[plt-scheme] Threading vs. System Threads
At Wed, 12 Feb 2003 11:10:59 -0600, Robert Bruce Findler wrote:
> For list-related administrative tasks:
> http://list.cs.brown.edu/mailman/listinfo/plt-scheme
>
> How do you handle killing of threads? That is, in the face of
> custodian-shutdown-all or kill-thread, can messages appear multiple
> times or can internal queues get put into bad states (deadlock)?
>
> Robby
>
I suspect ending up in a bad state will be much less of a problem
in a cooperative multitasking system. If nobody can interrupt your
thread until it yields, nobody else can be running to kill your thread
at an un-opportune moment.
Robby does raise a good point, though. Now that I think about it,
the channels used in the Web server (and by John Clements?) may have a
bug in this regard. If the custodian shuts down in the middle of enqueuing or
dequeueing a message, the receiver or subsequent senders could get stuck.
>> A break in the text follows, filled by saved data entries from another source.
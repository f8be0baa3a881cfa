//! # washpass-db: Database Layer for WashPass
//!
//! This crate provides database access for the WashPass engine.
//! It uses SQLite with sqlx for async operations.
//!
//! ## Architecture Position
//! ```text
//! ┌─────────────────────────────────────────────────────────────────────────┐
//! │                        WashPass Data Flow                               │
//! │                                                                         │
//! │  washpass-engine (redeem, reconcile, reward)                           │
//! │       │                                                                 │
//! │       ▼                                                                 │
//! │  ┌─────────────────────────────────────────────────────────────────┐   │
//! │  │                  washpass-db (THIS CRATE)                       │   │
//! │  │                                                                 │   │
//! │  │   ┌───────────────┐    ┌────────────────┐   ┌──────────────┐  │   │
//! │  │   │   Database    │    │  Repositories  │   │  Migrations  │  │   │
//! │  │   │   (pool.rs)   │    │                │   │  (embedded)  │  │   │
//! │  │   │               │    │ Entitlement    │   │              │  │   │
//! │  │   │ SqlitePool    │◄───│ Payment        │   │ 001_initial  │  │   │
//! │  │   │ begin()       │    │ Account        │   │  _schema.sql │  │   │
//! │  │   │               │    │ Referral, Wash │   │              │  │   │
//! │  │   │               │    │ Catalog, Task  │   │              │  │   │
//! │  │   └───────────────┘    └────────────────┘   └──────────────┘  │   │
//! │  └─────────────────────────────────────────────────────────────────┘   │
//! │       │                                                                 │
//! │       ▼                                                                 │
//! │  SQLite database file (WAL)                                            │
//! └─────────────────────────────────────────────────────────────────────────┘
//! ```
//!
//! [`Database`] owns the pool; each table group has its repository under
//! [`repository`], reached through an accessor such as
//! [`Database::entitlements`].
//!
//! ## Usage
//!
//! ```rust,ignore
//! use washpass_db::{Database, DbConfig};
//!
//! let db = Database::new(DbConfig::new("./washpass.db")).await?;
//! let active = db.entitlements().find_active_by_owner("user-1", Utc::now()).await?;
//! ```

// =============================================================================
// Module Declarations
// =============================================================================

pub mod error;
pub mod migrations;
pub mod pool;
pub mod repository;

// =============================================================================
// Re-exports
// =============================================================================

pub use error::{DbError, DbResult};
pub use pool::{Database, DbConfig};

pub use repository::account::AccountRepository;
pub use repository::catalog::CatalogRepository;
pub use repository::entitlement::EntitlementRepository;
pub use repository::notification::NotificationRepository;
pub use repository::payment::PaymentRepository;
pub use repository::referral::ReferralRepository;
pub use repository::task::TaskRepository;
pub use repository::wash::WashEventRepository;

/// Connection type the `*_in` repository methods run on.
///
/// A `&mut Transaction<'_, Sqlite>` coerces to `&mut SqliteConnection`.
pub use sqlx::SqliteConnection;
In the server's case I don't think this is very likely since a servlet
sends a response message on a channel right after processing a request, and
before processing a request its timeout is reset to a few days or so.
Thus the race condition seems unlikely unless the servlet vastly exceeds
any mortal's patience while waiting for their browser to respond.
Still, I would feel better if I fixed the channel.ss library.
I really like Erlang's paradigm. I'm a bit torn between its model
of sending lots of different types of messages to a thread and letting the
thread separate the jumble by pattern matching verses sending different
types of messages to different channels and letting threads choose what
to listen to when by calling receiving on the channels they are interested
in at the moment.
Paul
> At Wed, 12 Feb 2003 12:07:52 -0500 (EST), Gregory Cooper wrote:
> > For list-related administrative tasks:
> > http://list.cs.brown.edu/mailman/listinfo/plt-scheme
> >
> >
> > Actually, what I've been working on is a thread communication library for
> > PLT Scheme. My goal is to provide the essence of Erlang-style processes
> > and message-passing, which involve the following three constructs:
> >
> > (spawn expr ...)
> >
> > creates a new thread to evaluate the given expressions, returning the
> > thread's id, which can be used as a destination for messages;
> >
> > (! tid val)
> >
> > sends val to tid; this call returns (void) immediately, and the message is
> > queued in tid's mailbox until tid is ready to process it;
> >
> > (receive [after timeout timeout-expr ...] ; (optional)
> > [pat expr ...]
> > ...)
> >
> > blocks the current thread until either the timeout (if given) expires or
> > the thread receives a message matching one of the given patterns; the
> > patterns can bind variables for use in the corresponding expressions,
> > which are evaluated upon receipt of the message.
> >
> > I have an implementation of this interface that uses MzScheme's
> > (preemptive) threads and performs quite well in general. On my machine,
> > for example, I can create several thousand threads in DrScheme without
> > straining the system much. However, in a restricted setting, I've found I
> > can use a custom, cooperative threading model to improve performance
> > significantly. In particular, I can cut the spawning time by a factor of
> > 25, reduce the resource requirements by a factor of 50, and also modestly
> > reduce communication time (by up to a factor of 2).